Zwift Academy 2017 Review

Well it’s all done and dusted. The 2017 Zwift Academy (for those who haven’t made the final U23 top ten) is officially over. From the 9234 entrants in the Men’s Academy, 1245 managed to finish the program, myself included!

Over the six-week program, entrants needed to complete 8 structured workouts, 5 group rides and 2 races on Zwift. The workouts were pretty tough, especially towards the end of the program. One called for twenty four 15-second sprints at max power with only 30 seconds recovery! But then they are made to test you and also uncover real talent for the Dimension Data Pro Conti team! Overall it was great to have some proper, structured training rather than just randomly smashing it on the trainer.

The warm downs were a bit long for my liking, a lot of them were over 15 minutes long soft pedalling at really low wattage. I was ready to climb off and grab a recovery shake after five. I prefer a short, sharp hour.

The races – as with all Zwift races – were brutally tough. I’m very much a mid-pack B grade racer on Zwift at the best of times.
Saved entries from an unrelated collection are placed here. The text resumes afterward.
/// Resolves with the next message on the live channel; pends forever without one.
async fn next_inbound(link: &mut Option<LiveChannel>) -> Option<Payload> {
    match link {
        Some(live) if !live.drained => live.inbound.recv().await,
        _ => std::future::pending().await,
    }
}

fn send_message(port: &MessagePort, message: &MessageToIframe) -> bool {
    let payload = match message.to_value() {
        Ok(payload) => payload,
        Err(err) => {
            error!(target: "frame.host", error = %err, "cannot encode message");
            return false;
        }
    };
    match port.post_message(payload) {
        Ok(()) => {
            trace!(target: "frame.host", kind = %message.kind(), port = %port.id(), "message sent");
            true
        }
        Err(err) => {
            warn!(target: "frame.host", kind = %message.kind(), error = %err, "message not sent");
            false
        }
    }
}

pub(crate) fn panic_message(payload: &(dyn Any + Send)) -> &str {
    payload
        .downcast_ref::<&str>()
        .copied()
        .or_else(|| payload.downcast_ref::<String>().map(String::as_str))
        .unwrap_or("non-string panic payload")
}

#[cfg(test)]
mod tests {
    use super::*;

    fn ignore(_: MessageFromIframe, _: &MessagePort) -> anyhow::Result<()> {
        Ok(())
    }

    #[test]
    fn panic_payloads_are_rendered() {
        let from_str = panic::catch_unwind(|| panic!("boom")).unwrap_err();
        assert_eq!(panic_message(from_str.as_ref()), "boom");
        let from_string = panic::catch_unwind(|| panic!("{}", 42)).unwrap_err();
        assert_eq!(panic_message(from_string.as_ref()), "42");
    }

    #[tokio::test]
    async fn attach_rejects_blank_url() {
        let err = HostEndpoint::attach(
            Window::new("https://courses.example"),
            IframeElement::new("  "),
            HostConfig::default(),
            ignore,
        )
        .err();
        assert_eq!(err, Some(HostError::MissingUrl));
    }

    #[tokio::test]
    async fn sandbox_attribute_follows_config() {
        let iframe = IframeElement::new("https://service.example/iframe");
        let host = HostEndpoint::attach(
            Window::new("https://courses.example"),
            iframe.clone(),
            HostConfig::default(),
            ignore,
        )
        .expect("attach");
        assert_eq!(iframe.sandbox().as_deref(), Some(SANDBOX_POLICY));
        host.detach();

        let config = HostConfig {
            disable_sandbox: true,
            ..HostConfig::default()
        };
        let _host = HostEndpoint::attach(
            Window::new("https://courses.example"),
            iframe.clone(),
            config,
            ignore,
        )
        .expect("attach");
        assert_eq!(iframe.sandbox(), None);
    }
}
//! Rate-limited access to the upstream API
//!
//! This module provides:
//! - Quota tracking over fixed 1-second and 60-second windows, reset on expiry
//! - A bounded log of recent call outcomes for statistics
//! - Request execution with retry, linear backoff and 429 cooldown
//! - The reqwest-backed HTTP transport

mod executor;
mod quota;
mod transport;
mod usage;

pub use executor::{RequestExecutor, Transport};
pub use quota::{QuotaSnapshot, QuotaState, QuotaTracker, MAX_ACQUIRE_ITERATIONS};
pub use transport::{HttpTransport, HttpTransportConfig};
pub use usage::{UsageRecorder, DEFAULT_MAX_ENTRIES, DEFAULT_RETENTION};

use std::time::Duration;

/// Immutable limiter settings; caps sit below the advertised upstream limits
#[derive(Debug, Clone)]
pub struct RateLimiterConfig {
    /// Requests granted per 60-second window
    pub per_minute_cap: u32,
    /// Requests granted per 1-second window
    pub per_second_cap: u32,
    /// Default chunk size for batch runs
    pub batch_size: usize,
    /// Attempts per logical request, including the first
    pub retry_attempts: u32,
    /// Backoff unit; attempt `n` waits `n * retry_base_delay`
    pub retry_base_delay: Duration,
    /// Pause after every successful call
    pub request_pacing: Duration,
    /// Fixed wait after the upstream answers 429
    pub rate_limit_cooldown: Duration,
    /// Whether a 429 on the last attempt still waits out the cooldown
    pub cooldown_on_final_attempt: bool,
}

impl Default for RateLimiterConfig {
    fn default() -> Self {
        Self {
            per_minute_cap: 280,
            per_second_cap: 9,
            batch_size: 10,
            retry_attempts: 3,
            retry_base_delay: Duration::from_secs(1),
            request_pacing: Duration::from_millis(50),
            rate_limit_cooldown: Duration::from_secs(60),
            cooldown_on_final_attempt: true,
        }
    }
}

impl RateLimiterConfig {
    /// Derive caps from an advertised plan limit, keeping ~93% / ~90% headroom
    pub fn for_plan(advertised_per_minute: u32, advertised_per_second: u32) -> Self {
        Self {
            per_minute_cap: headroom(advertised_per_minute, 93),
            per_second_cap: headroom(advertised_per_second, 90),
            ..Default::default()
        }
    }
}

/// `percent` of `limit`, rounded down, never below one
fn headroom(limit: u32, percent: u64) -> u32 {
    (u64::from(limit) * percent / 100).max(1) as u32
}
//! Subcommand implementations

pub mod health;
pub mod stats;
#[async_trait]
impl PersistenceSink for SqliteSink {
    async fn upsert(&self, record: &DataRecord) -> Result<()> {
        let payload = serde_json::to_string(&record.payload)?;
        let now = Utc::now().timestamp_millis();

        let mut conn = self.connection().await?;
        sqlx::query(
            r#"
            INSERT INTO records (dataset, symbol, date, payload, created_at, updated_at)
            VALUES (?, ?, ?, ?, ?, ?)
            ON CONFLICT(dataset, symbol, date) DO UPDATE SET
                payload = excluded.payload,
                updated_at = excluded.updated_at
            "#,
        )
        .bind(&record.dataset)
        .bind(&record.key.symbol)
        .bind(date_column(&record.key))
        .bind(&payload)
        .bind(now)
        .bind(now)
        .execute(&mut *conn)
        .await?;

        Ok(())
    }

    async fn append_health_result(&self, result: &HealthCheckResult) -> Result<()> {
        let details = serde_json::to_string(&result.details)?;

        let mut conn = self.connection().await?;
        sqlx::query(
            r#"
            INSERT INTO health_checks (check_kind, status, message, details, latency_ms, checked_at)
            VALUES (?, ?, ?, ?, ?, ?)
            "#,
        )
        .bind(result.check.as_str())
        .bind(result.status.as_str())
        .bind(&result.message)
        .bind(&details)
        .bind(result.latency_ms as i64)
        .bind(result.timestamp.timestamp_millis())
        .execute(&mut *conn)
        .await?;

        Ok(())
    }

    async fn append_call_record(&self, record: &CallRecord) -> Result<()> {
        let mut conn = self.connection().await?;
        sqlx::query(
            r#"
            INSERT INTO api_calls (endpoint, succeeded, latency_ms, status_code, called_at)
            VALUES (?, ?, ?, ?, ?)
            "#,
        )
        .bind(&record.endpoint)
        .bind(record.succeeded)
        .bind(record.latency_ms as i64)
        .bind(record.status_code.map(i64::from))
        .bind(record.timestamp.timestamp_millis())
        .execute(&mut *conn)
        .await?;

        Ok(())
    }

    async fn prune_call_records(&self, older_than: DateTime<Utc>) -> Result<u64> {
        let mut conn = self.connection().await?;
        let result = sqlx::query("DELETE FROM api_calls WHERE called_at < ?")
            .bind(older_than.timestamp_millis())
            .execute(&mut *conn)
            .await?;

        Ok(result.rows_affected())
    }

    async fn query_freshness(&self) -> Result<Vec<TableFreshness>> {
        let mut conn = self.connection().await?;
        let rows = sqlx::query(
            r#"
            SELECT dataset, MAX(updated_at) AS last_write, COUNT(*) AS row_count
            FROM records
            GROUP BY dataset
            ORDER BY dataset
            "#,
        )
        .fetch_all(&mut *conn)
        .await?;

        rows.into_iter()
            .map(|row| -> Result<TableFreshness> {
                let last_write: Option<i64> = row.try_get("last_write")?;
                let row_count: i64 = row.try_get("row_count")?;
                Ok(TableFreshness {
                    table: row.try_get("dataset")?,
                    last_write: last_write.map(from_millis).transpose()?,
                    row_count: row_count.max(0) as u64,
                })
            })
            .collect()
    }

    async fn query_recent_error_count(&self, window_hours: u32) -> Result<u64> {
        let since = (Utc::now() - ChronoDuration::hours(i64::from(window_hours))).timestamp_millis();

        let mut conn = self.connection().await?;
        let count: i64 = sqlx::query_scalar(
            "SELECT COUNT(*) FROM api_calls WHERE succeeded = 0 AND called_at >= ?",
        )
        .bind(since)
        .fetch_one(&mut *conn)
        .await?;

        Ok(count.max(0) as u64)
    }

    async fn recent_health_results(&self, limit: usize) -> Result<Vec<HealthCheckResult>> {
        let mut conn = self.connection().await?;
        let rows = sqlx::query(
            r#"
            SELECT check_kind, status, message, details, latency_ms, checked_at
            FROM health_checks
            ORDER BY checked_at DESC, id DESC
            LIMIT ?
            "#,
        )
        .bind(limit as i64)
        .fetch_all(&mut *conn)
        .await?;

        rows.into_iter()
            .map(|row| -> Result<HealthCheckResult> {
                let check: String = row.try_get("check_kind")?;
                let status: String = row.try_get("status")?;
                let details: String = row.try_get("details")?;
                let latency_ms: i64 = row.try_get("latency_ms")?;

                Ok(HealthCheckResult {
                    check: check.parse::<CheckKind>().map_err(IngestError::persistence)?,
                    status: status.parse::<HealthStatus>().map_err(IngestError::persistence)?,
                    message: row.try_get("message")?,
                    details: serde_json::from_str::<Map<String, Value>>(&details)?,
                    latency_ms: latency_ms.max(0) as u64,
                    timestamp: from_millis(row.try_get("checked_at")?)?,
                })
            })
            .collect()
    }

    async fn ping(&self) -> Result<Duration> {
        let started = Instant::now();
        let mut conn = self.connection().await?;
        sqlx::query("SELECT 1").execute(&mut *conn).await?;
        Ok(started.elapsed())
    }

    fn pool_stats(&self) -> PoolStats {
        PoolStats {
            size: self.pool.size(),
            idle: self.pool.num_idle() as u32,
            waiting: self.waiting.load(Ordering::SeqCst) as u32,
        }
    }
}

/// Undated keys store an empty date so the unique constraint still applies
fn date_column(key: &NaturalKey) -> String {
    key.date.map(|d| d.to_string()).unwrap_or_default()
}

fn from_millis(ms: i64) -> Result<DateTime<Utc>> {
    DateTime::from_timestamp_millis(ms)
        .ok_or_else(|| IngestError::persistence(format!("timestamp out of range: {}", ms)))
}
I managed 26th place on my first race and a much more respectable 5th place on the second. Those were a real test! The group rides were a little hit and miss. I used most of them as recovery spins.

Overall I did enjoy the Academy. It motivated me to get on the trainer and dig deep in order to complete all the rides within the specified time frame. The workouts were longer than I would have preferred and that is my only real complaint. Would I do it again? Yes, if the program fit in with my training at the time. Free structured training laid out for six weeks? Why not!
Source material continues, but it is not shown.